### Prompt
In the material below, the required lines run from the one containing "at + offset +" through the one containing "let applied = apply_patch(Some(BASE), &patch, None).unwrap();". Copy those lines exactly, ends included, and nothing else.

### Dataset records
____________
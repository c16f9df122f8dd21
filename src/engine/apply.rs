//! Applying one patch to one file's content.
//!
//! Hunks are applied to a single buffer in order, so each hunk's expected
//! position is its recorded original position plus the displacement that
//! earlier hunks introduced.

use super::fuzzy::{self, FuzzyOptions};
use super::report::{FuzzedHunk, RejectedHunk};
use crate::patch::{FileState, Hunk, HunkLine, PatchFile};
use crate::tree::{join_lines, split_lines};

/// A successfully applied patch.
#[derive(Debug, Clone, PartialEq)]
pub struct Applied {
    /// New content; `None` when the patch deletes the file
    pub content: Option<String>,
    pub fuzzed: Vec<FuzzedHunk>,
}

/// Why a patch did not apply. Nothing was written.
#[derive(Debug, Clone, PartialEq)]
pub struct Rejection {
    pub reason: String,
    pub hunks: Vec<RejectedHunk>,
}

impl Rejection {
    /// A failure of the file as a whole; every hunk is carried into the reject.
    fn whole_file(patch: &PatchFile, reason: impl Into<String>) -> Self {
        let reason = reason.into();
        Rejection {
            hunks: patch
                .hunks
                .iter()
                .enumerate()
                .map(|(index, hunk)| RejectedHunk {
                    index,
                    reason: reason.clone(),
                    hunk: hunk.clone(),
                })
                .collect(),
            reason,
        }
    }
}

/// Apply `patch` to `current` (`None` when the target does not exist).
///
/// Without `fuzzy` every hunk must match exactly at its expected offset.
/// All hunks are checked even after a failure so the rejection lists each
/// one that did not match.
pub fn apply_patch(
    current: Option<&str>,
    patch: &PatchFile,
    fuzzy: Option<&FuzzyOptions>,
) -> Result<Applied, Rejection> {
    let mut buffer = match (patch.state, current) {
        (FileState::Created, Some(_)) => {
            return Err(Rejection::whole_file(patch, "target already exists"));
        }
        (FileState::Created, None) => Vec::new(),
        (_, None) => return Err(Rejection::whole_file(patch, "target does not exist")),
        (_, Some(text)) => split_lines(text),
    };

    let mut delta: isize = 0;
    let mut floor = 0usize;
    let mut failures = Vec::new();
    let mut fuzzed = Vec::new();

    for (index, hunk) in patch.hunks.iter().enumerate() {
        let expected_signed = hunk.old_index() as isize + delta;
        let located = if expected_signed < 0 {
            Err("hunk starts before the beginning of the file".to_string())
        } else {
            let expected = expected_signed as usize;
            let exact = match_exact(&buffer, hunk, expected).map(|()| (expected, 1.0, false));
            match fuzzy {
                Some(options) if exact.is_err() => {
                    fuzzy::find_match(&buffer, hunk, expected, floor, options)
                        .map(|m| (m.at, m.similarity, true))
                        .ok_or_else(|| {
                            format!(
                                "no match within {} lines of line {}",
                                options.radius,
                                expected + 1
                            )
                        })
                }
                _ => exact,
            }
        };

        match located {
            Ok((at, similarity, was_fuzzed)) => {
                let offset = at as isize - expected_signed;
                if was_fuzzed {
                    fuzzed.push(FuzzedHunk {
                        index,
                        offset,
                        similarity,
                    });
                }
                splice(&mut buffer, at, hunk);
                let new_len = hunk.new_len();
                delta = (at + new_len) as isize - (hunk.old_index() + hunk.old_len()) as isize;
                floor = at + new_len;
            }
            Err(reason) => failures.push(RejectedHunk {
                index,
                reason,
                hunk: hunk.clone(),
            }),
        }
    }

    if !failures.is_empty() {
        return Err(Rejection {
            reason: format!(
                "{} of {} hunks failed",
                failures.len(),
                patch.hunks.len()
            ),
            hunks: failures,
        });
    }

    if patch.state == FileState::Deleted {
        if !buffer.is_empty() {
            return Err(Rejection::whole_file(
                patch,
                format!(
                    "deletion leaves {} unmatched lines",
                    buffer.len()
                ),
            ));
        }
        return Ok(Applied {
            content: None,
            fuzzed,
        });
    }

    Ok(Applied {
        content: Some(join_lines(&buffer)),
        fuzzed,
    })
}

fn match_exact(buffer: &[String], hunk: &Hunk, at: usize) -> Result<(), String> {
    let old_len = hunk.old_len();
    if at + old_len > buffer.len() {
        return Err(format!(
            "hunk needs lines {}..{} but the file has {}",
            at + 1,
            at + old_len,
            buffer.len()
        ));
    }
    for (offset, expected) in hunk.old_lines().enumerate() {
        let actual = &buffer[at + offset];
        if actual != expected {
            return Err(format!(
                "line {}: expected {:?}, found {:?}",
                at + offset + 1,
                expected,
                actual
            ));
        }
    }
    Ok(())
}

/// Replace the hunk's original side at `at`, keeping the buffer's own
/// context lines.
fn splice(buffer: &mut Vec<String>, at: usize, hunk: &Hunk) {
    let old_len = hunk.old_len();
    let mut replacement = Vec::with_capacity(hunk.new_len());
    let mut cursor = at;
    for line in &hunk.lines {
        match line {
            HunkLine::Context(_) => {
                replacement.push(buffer[cursor].clone());
                cursor += 1;
            }
            HunkLine::Remove(_) => cursor += 1,
            HunkLine::Add(text) => replacement.push(text.clone()),
        }
    }
    buffer.splice(at..at + old_len, replacement);
}

#[cfg(test)]
mod tests {
    use super::*;
    use crate::patch::parse_str;

    const BASE: &str = "one\ntwo\nthree\nfour\nfive\nsix\nseven\neight\nnine\nten\n";

    #[test]
    fn test_strict_apply_multiple_hunks() {
        let patch = parse_str(
            "--- a/f.txt\n+++ b/f.txt\n@@ -1,2 +1,3 @@\n one\n+one and a half\n two\n@@ -9,2 +10,1 @@\n nine\n-ten\n",
        )
        .unwrap();
        let applied = apply_patch(Some(BASE), &patch, None).unwrap();
        let content = applied.content.unwrap();
        assert!(content.starts_with("one\none and a half\ntwo\n"));
        assert!(content.ends_with("nine\n"));
        assert!(applied.fuzzed.is_empty());
    }

    #[test]
    fn test_strict_reports_every_failing_hunk() {
        let patch = parse_str(
            "--- a/f.txt\n+++ b/f.txt\n@@ -2 +2 @@\n-TWO\n+2\n@@ -4 +4 @@\n-four\n+4\n@@ -6 +6 @@\n-SIX\n+6\n",
        )
        .unwrap();
        let rejection = apply_patch(Some(BASE), &patch, None).unwrap_err();
        let indices: Vec<usize> = rejection.hunks.iter().map(|h| h.index).collect();
        assert_eq!(indices, vec![0, 2]);
        assert_eq!(rejection.reason, "2 of 3 hunks failed");
    }

    #[test]
    fn test_fuzzy_applies_shifted_hunk() {
        let shifted = format!("header\nheader\n{BASE}");
        let patch =
            parse_str("--- a/f.txt\n+++ b/f.txt\n@@ -3,3 +3,3 @@\n three\n-four\n+FOUR\n five\n")
                .unwrap();
        assert!(apply_patch(Some(&shifted), &patch, None).is_err());

        let applied = apply_patch(Some(&shifted), &patch, Some(&FuzzyOptions::default())).unwrap();
        assert!(applied.content.unwrap().contains("three\nFOUR\nfive\n"));
        assert_eq!(applied.fuzzed.len(), 1);
        assert_eq!(applied.fuzzed[0].offset, 2);
    }

    #[test]
    fn test_fuzzy_keeps_file_context_lines() {
        let drifted = BASE.replace("three", "three // note");
        let patch =
            parse_str("--- a/f.txt\n+++ b/f.txt\n@@ -3,3 +3,3 @@\n three\n-four\n+FOUR\n five\n")
                .unwrap();
        let options = FuzzyOptions {
            min_similarity: 0.5,
            ..Default::default()
        };
        let applied = apply_patch(Some(&drifted), &patch, Some(&options)).unwrap();
        assert!(applied
            .content
            .unwrap()
            .contains("three // note\nFOUR\nfive\n"));
        assert!(applied.fuzzed[0].similarity < 1.0);
    }

    #[test]
    fn test_created_and_deleted_states() {
        let create = parse_str("--- /dev/null\n+++ b/new.txt\n@@ -0,0 +1,2 @@\n+a\n+b\n").unwrap();
        assert_eq!(
            apply_patch(None, &create, None).unwrap().content.as_deref(),
            Some("a\nb\n")
        );
        let existing = apply_patch(Some("x\n"), &create, None).unwrap_err();
        assert_eq!(existing.reason, "target already exists");
        assert_eq!(existing.hunks.len(), 1);

        let delete = parse_str("--- a/old.txt\n+++ /dev/null\n@@ -1,2 +0,0 @@\n-a\n-b\n").unwrap();
        assert_eq!(apply_patch(Some("a\nb\n"), &delete, None).unwrap().content, None);
        assert!(apply_patch(Some("a\nb\nc\n"), &delete, None).is_err());
        assert!(apply_patch(None, &delete, None).is_err());
    }
}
____________
### Solution below
                at + offset + 1,
                expected,
                actual
            ));
        }
    }
    Ok(())
}

/// Replace the hunk's original side at `at`, keeping the buffer's own
/// context lines.
fn splice(buffer: &mut Vec<String>, at: usize, hunk: &Hunk) {
    let old_len = hunk.old_len();
    let mut replacement = Vec::with_capacity(hunk.new_len());
    let mut cursor = at;
    for line in &hunk.lines {
        match line {
            HunkLine::Context(_) => {
                replacement.push(buffer[cursor].clone());
                cursor += 1;
            }
            HunkLine::Remove(_) => cursor += 1,
            HunkLine::Add(text) => replacement.push(text.clone()),
        }
    }
    buffer.splice(at..at + old_len, replacement);
}

#[cfg(test)]
mod tests {
    use super::*;
    use crate::patch::parse_str;

    const BASE: &str = "one\ntwo\nthree\nfour\nfive\nsix\nseven\neight\nnine\nten\n";

    #[test]
    fn test_strict_apply_multiple_hunks() {
        let patch = parse_str(
            "--- a/f.txt\n+++ b/f.txt\n@@ -1,2 +1,3 @@\n one\n+one and a half\n two\n@@ -9,2 +10,1 @@\n nine\n-ten\n",
        )
        .unwrap();
        let applied = apply_patch(Some(BASE), &patch, None).unwrap();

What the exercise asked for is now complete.